Why, you might ask, did we put ourselves through all this grief? As we explained in Part 1 of this little saga, in common with many people whose kids have left home and who rattle around in houses too large for our needs, we were downsizing.

For all the fun and games involved in putting a quart into a pint pot, as we Imperial English say, I shall shortly be posting Part 3.

From → Business, Social, UK

4 Comments
  1. “…putting a quart into a pint pot…” (never heard that before, but I love it!)
    I take it your cup runneth over?
    House hunting and moving are among the hardest things I’ve ever done. Not only the high jinks you talked about (greatly reduced in this country) but the psychological toll of finding out how awful the consequences of getting into the market too late can be.
    Money has never been my focus or my strong suit, but I’ve had the tremendous good luck of strong support, and a willingness to be very flexible simply because the decisions I had to make effected only me.
    I managed to dump most everything before my move West, arriving with only what would fit in my car–clothes, books, records (yes that long ago) and a small box of tools.
    I deposited “stuff” all across the country and arrived with the car only half full.
    Whew. Glad I don’t have to face doing this all again.

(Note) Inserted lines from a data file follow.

//! Keyed equi-join of the two aggregated sides, with coverage flags.

use std::collections::{HashMap, HashSet};

use serde::Deserialize;

use crate::error::{ReconError, ReconResult};
use crate::types::{DataSet, DataType, Field, KeyValue, Schema, Value};

/// Coverage flag: the row has no B-side counterpart.
pub const ONLY_IN_A: &str = "only_in_A";
/// Coverage flag: the row has no A-side counterpart.
pub const ONLY_IN_B: &str = "only_in_B";
/// Coverage flag: the row exists on both sides.
pub const IN_BOTH: &str = "in_both";

/// Separator used when building a synthetic join key.
pub const KEY_SEPARATOR: &str = "|";

/// Which keys survive the join.
#[derive(Debug, Clone, Copy, PartialEq, Eq, Default, Deserialize)]
#[serde(rename_all = "lowercase")]
pub enum JoinHow {
    /// Keys present on both sides.
    Inner,
    /// All A keys.
    Left,
    /// All B keys.
    Right,
    /// Union of keys.
    #[default]
    Outer,
}

/// Suffixes appended to column names that collide across sides.
#[derive(Debug, Clone, PartialEq, Eq)]
pub struct Suffixes {
    pub a: String,
    pub b: String,
}

impl Default for Suffixes {
    fn default() -> Self {
        Self {
            a: "_A".to_string(),
            b: "_B".to_string(),
        }
    }
}

/// Join configuration.
#[derive(Debug, Clone, PartialEq, Eq)]
pub struct JoinSpec {
    /// Key columns, present on both sides.
    pub keys: Vec<String>,
    pub how: JoinHow,
    /// When set, both sides get a synthetic `"|"`-joined string key with this name and the join
    /// runs on it instead of the raw key columns.
    pub key_name: Option<String>,
    pub suffixes: Suffixes,
}

impl JoinSpec {
    pub fn new(keys: Vec<String>, how: JoinHow) -> Self {
        Self {
            keys,
            how,
            key_name: None,
            suffixes: Suffixes::default(),
        }
    }

    pub fn with_key_name(mut self, key_name: impl Into<String>) -> Self {
        self.key_name = Some(key_name.into());
        self
    }
}

/// Where an output column takes its value from.
#[derive(Debug, Clone, Copy)]
enum Source {
    /// Join key, by position in the `on` list. Taken from A, or from B on B-only rows.
    Key(usize),
    A(usize),
    B(usize),
}

/// Join `a` and `b` according to `spec`.
///
/// Output columns are A's columns (raw join keys stay in place, unsuffixed), then B's non-key
/// columns, then any coalesced key columns, then the coverage flags. Non-key names present on
/// both sides get the side suffix; names present on one side keep their name.
///
/// Coverage flags are only added when both suffixes are non-empty. A row is `only_in_A` when all
/// of its B-suffixed values are null, `only_in_B` when all of its A-suffixed values are null,
/// and `in_both` otherwise; exactly one of them is true on every row (see [`coverage`]).
/// B-only rows take their key values from B, conformed to A's key type.
///
/// After the flags are set, nulls in numeric columns are replaced with `0.0`; `Int64` columns
/// that contain nulls are promoted to `Float64` first.
pub fn join(a: &DataSet, b: &DataSet, spec: &JoinSpec) -> ReconResult<DataSet> {
    if spec.keys.is_empty() {
        return Err(ReconError::config("join: keys must not be empty"));
    }

    let (a, b, on) = match &spec.key_name {
        Some(name) => (
            build_join_key(a, &spec.keys, name)?,
            build_join_key(b, &spec.keys, name)?,
            vec![name.clone()],
        ),
        None => (a.clone(), b.clone(), spec.keys.clone()),
    };

    let on_a = on
        .iter()
        .map(|k| a.require_column(k, "join keys (A)"))
        .collect::<ReconResult<Vec<_>>>()?;
    let on_b = on
        .iter()
        .map(|k| b.require_column(k, "join keys (B)"))
        .collect::<ReconResult<Vec<_>>>()?;

    let a_names: HashSet<&str> = a.schema.field_names().collect();
    let collides =
        |name: &str| !on.iter().any(|k| k == name) && a_names.contains(name) && b.schema.contains(name);

    let sfx = &spec.suffixes;
    if sfx.a == sfx.b && b.schema.field_names().any(|n| collides(n)) {
        return Err(ReconError::config(format!(
            "join: identical side suffixes '{}' cannot disambiguate colliding columns",
            sfx.a
        )));
    }

    let mut fields = Vec::new();
    let mut sources = Vec::new();
    let mut a_suffixed = Vec::new();
    let mut b_suffixed = Vec::new();
    for (i, field) in a.schema.fields.iter().enumerate() {
        if let Some(pos) = on_a.iter().position(|&k| k == i) {
            fields.push(field.clone());
            sources.push(Source::Key(pos));
        } else {
            let name = if collides(&field.name) {
                a_suffixed.push(fields.len());
                format!("{}{}", field.name, sfx.a)
            } else {
                field.name.clone()
            };
            fields.push(Field::new(name, field.data_type));
            sources.push(Source::A(i));
        }
    }
    for (i, field) in b.schema.fields.iter().enumerate() {
        if on_b.contains(&i) {
            continue;
        }
        let name = if collides(&field.name) {
            b_suffixed.push(fields.len());
            format!("{}{}", field.name, sfx.b)
        } else {
            field.name.clone()
        };
        fields.push(Field::new(name, field.data_type));
        sources.push(Source::B(i));
    }

    let pairs = match_rows(&a, &b, &on_a, &on_b, spec.how);

    let rows: Vec<Vec<Value>> = pairs
        .iter()
        .map(|&(ai, bi)| {
            sources
                .iter()
                .map(|src| cell(&a, &b, &on_a, &on_b, *src, ai, bi))
                .collect()
        })
        .collect();

    let mut out = DataSet::new(Schema::new(fields), rows);

    for (pos, (&ia, &ib)) in on_a.iter().zip(&on_b).enumerate() {
        let a_type = a.schema.fields[ia].data_type;
        if a_type == b.schema.fields[ib].data_type {
            continue;
        }
        if let Some(idx) = sources.iter().position(|s| matches!(s, Source::Key(p) if *p == pos)) {
            conform_key_column(&mut out, idx, a_type);
        }
    }

    if spec.key_name.is_some() {
        out = coalesce_keys(out, &spec.keys, sfx);
    }

    if !sfx.a.is_empty() && !sfx.b.is_empty() {
        let sides: Vec<(bool, bool)> = out
            .rows
            .iter()
            .zip(&pairs)
            .map(|(row, pair)| coverage(row, &a_suffixed, &b_suffixed, *pair))
            .collect();
        let flag = |f: fn(bool, bool) -> bool| {
            sides
                .iter()
                .map(|&(in_a, in_b)| Value::Bool(f(in_a, in_b)))
                .collect::<Vec<_>>()
        };
        out = out
            .with_column(Field::new(ONLY_IN_A, DataType::Bool), flag(|_, b| !b))
            .with_column(Field::new(ONLY_IN_B, DataType::Bool), flag(|a, _| !a))
            .with_column(Field::new(IN_BOTH, DataType::Bool), flag(|a, b| a && b));
    }

    Ok(fill_numeric_nulls(out))
}

/// Add a `key_name` column holding the `"|"`-joined text of `keys`; nulls render as `""`.
pub fn build_join_key(dataset: &DataSet, keys: &[String], key_name: &str) -> ReconResult<DataSet> {
    let idxs = keys
        .iter()
        .map(|k| dataset.require_column(k, "synthetic join key"))
        .collect::<ReconResult<Vec<_>>>()?;
    let values = dataset
        .rows
        .iter()
        .map(|row| {
            let parts: Vec<String> = idxs.iter().map(|&i| row[i].to_string()).collect();
            Value::Utf8(parts.join(KEY_SEPARATOR))
        })
        .collect();
    Ok(dataset
        .clone()
        .with_column(Field::new(key_name, DataType::Utf8), values))
}

/// Whether a joined row counts as present in A and in B.
///
/// A side is absent when every one of its suffixed columns is null. Rows with no suffixed
/// columns, or with both sides all-null, fall back to which side the row was matched from, so
/// exactly one coverage flag is set on every row.
fn coverage(
    row: &[Value],
    a_suffixed: &[usize],
    b_suffixed: &[usize],
    (ai, bi): (Option<usize>, Option<usize>),
) -> (bool, bool) {
    let all_null = |cols: &[usize]| cols.iter().all(|&i| row[i].is_null());
    let (a_null, b_null) = (all_null(a_suffixed), all_null(b_suffixed));
    if a_suffixed.is_empty() || (a_null && b_null) {
        (ai.is_some(), bi.is_some())
    } else {
        (!a_null, !b_null)
    }
}

/// Give a key column the A side's type. B-only rows carry B's key values; they are cast when
/// the cast is lossless, otherwise the column is widened (`Float64` for numeric keys, `Utf8`
/// text for anything else).
fn conform_key_column(out: &mut DataSet, idx: usize, a_type: DataType) {
    let cast: Option<Vec<Value>> = out.column(idx).map(|v| cast_key(v, a_type)).collect();
    let (data_type, values) = match cast {
        Some(values) => (a_type, values),
        None if out.column(idx).all(|v| v.is_null() || v.as_f64().is_some()) => (
            DataType::Float64,
            out.column(idx)
                .map(|v| v.as_f64().map_or(Value::Null, Value::Float64))
                .collect(),
        ),
        None => (
            DataType::Utf8,
            out.column(idx)
                .map(|v| match v {
                    Value::Null => Value::Null,
                    other => Value::Utf8(other.to_string()),
                })
                .collect(),
        ),
    };
    out.schema.fields[idx].data_type = data_type;
    for (row, v) in out.rows.iter_mut().zip(values) {
        row[idx] = v;
    }
}

fn cast_key(v: &Value, to: DataType) -> Option<Value> {
    match (v, to) {
        (Value::Null, _) => Some(Value::Null),
        (Value::Float64(f), DataType::Int64)
            if f.fract() == 0.0 && *f >= i64::MIN as f64 && *f < i64::MAX as f64 =>
        {
            Some(Value::Int64(*f as i64))
        }
        (Value::Int64(i), DataType::Float64) => Some(Value::Float64(*i as f64)),
        _ if v.data_type() == Some(to) => Some(v.clone()),
        _ => None,
    }
}

fn row_key(row: &[Value], on: &[usize]) -> Vec<KeyValue> {
    on.iter().map(|&i| row[i].key()).collect()
}

fn index_rows(ds: &DataSet, on: &[usize]) -> HashMap<Vec<KeyValue>, Vec<usize>> {
    let mut idx: HashMap<Vec<KeyValue>, Vec<usize>> = HashMap::new();
    for (r, row) in ds.rows.iter().enumerate() {
        idx.entry(row_key(row, on)).or_default().push(r);
    }
    idx
}

/// Row pairs `(a_row, b_row)` in output order.
fn match_rows(
    a: &DataSet,
    b: &DataSet,
    on_a: &[usize],
    on_b: &[usize],
    how: JoinHow,
) -> Vec<(Option<usize>, Option<usize>)> {
    let mut pairs = Vec::new();
    if how == JoinHow::Right {
        let a_index = index_rows(a, on_a);
        for (bi, row) in b.rows.iter().enumerate() {
            match a_index.get(&row_key(row, on_b)) {
                Some(matches) => pairs.extend(matches.iter().map(|&ai| (Some(ai), Some(bi)))),
                None => pairs.push((None, Some(bi))),
            }
        }
        return pairs;
    }

    let b_index = index_rows(b, on_b);
    let mut b_matched = vec![false; b.row_count()];
    for (ai, row) in a.rows.iter().enumerate() {
        match b_index.get(&row_key(row, on_a)) {
            Some(matches) => {
                for &bi in matches {
                    b_matched[bi] = true;
                    pairs.push((Some(ai), Some(bi)));
                }
            }
            None if how != JoinHow::Inner => pairs.push((Some(ai), None)),
            None => {}
        }
    }
    if how == JoinHow::Outer {
        pairs.extend(
            b_matched
                .iter()
                .enumerate()
                .filter(|(_, matched)| !**matched)
                .map(|(bi, _)| (None, Some(bi))),
        );
    }
    pairs
}

fn cell(
    a: &DataSet,
    b: &DataSet,
    on_a: &[usize],
    on_b: &[usize],
    src: Source,
    ai: Option<usize>,
    bi: Option<usize>,
) -> Value {
    match (src, ai, bi) {
        (Source::Key(pos), Some(r), _) => a.rows[r][on_a[pos]].clone(),
        (Source::Key(pos), None, Some(r)) => b.rows[r][on_b[pos]].clone(),
        (Source::A(i), Some(r), _) => a.rows[r][i].clone(),
        (Source::B(i), _, Some(r)) => b.rows[r][i].clone(),
        _ => Value::Null,
    }
}

/// Rebuild unsuffixed key columns that only exist as `<key><suffix>` pairs, preferring the A
/// value and falling back to B when A is null.
fn coalesce_keys(mut out: DataSet, keys: &[String], sfx: &Suffixes) -> DataSet {
    for key in keys {
        if out.schema.contains(key) {
            continue;
        }
        let a_idx = out.schema.index_of(&format!("{key}{}", sfx.a));
        let b_idx = out.schema.index_of(&format!("{key}{}", sfx.b));
        let data_type = match a_idx.or(b_idx) {
            Some(i) => out.schema.fields[i].data_type,
            None => continue,
        };
        let values = out
            .rows
            .iter()
            .map(|row| {
                let from_a = a_idx.map(|i| &row[i]).filter(|v| !v.is_null());
                let from_b = b_idx.map(|i| &row[i]);
                from_a.or(from_b).cloned().unwrap_or(Value::Null)
            })
            .collect();
        out = out.with_column(Field::new(key.clone(), data_type), values);
    }
    out
}

fn fill_numeric_nulls(mut out: DataSet) -> DataSet {
    for idx in 0..out.schema.fields.len() {
        let data_type = out.schema.fields[idx].data_type;
        if !data_type.is_numeric() {
            continue;
        }
        let has_null = out.column(idx).any(Value::is_null);
        if data_type == DataType::Int64 && has_null {
            out.schema.fields[idx].data_type = DataType::Float64;
            for row in &mut out.rows {
                row[idx] = Value::Float64(row[idx].as_f64().unwrap_or(0.0));
            }
        } else if has_null {
            for row in &mut out.rows {
                if row[idx].is_null() {
                    row[idx] = Value::Float64(0.0);
                }
            }
        }
    }
    out
}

    • Thanks Debby. Yes, if it was just me, I suspect it would have been much easier. A piece of cake, you might say. But then I would have been spared the fun of arguing about where to put stuff, and I would have missed out on the privilege of functioning as the offspring’s storage repository. I guess it was the knowledge of what a massive exercise it was going to be that spurred us to do it sooner rather than later. In fact, if it hadn’t been now, it might have been never. And yes, we have about 150 records, but no deck, unfortunately. Time to get rid, because most of them we have on CDs. Three weeks on, we still have many boxes unemptied. The fun continues…

  2. three weeks on and many boxes unemptied…
    Hmmmm
    I moved from a four bedroom home in the suburbs to a condo in the city in the early ’90s.
    When I was preparing to move out in ’05, I had to start by going through the boxes that still stood untouched behind the couch in the sitting room.
    Three weeks on, hunh? And you think that is slow?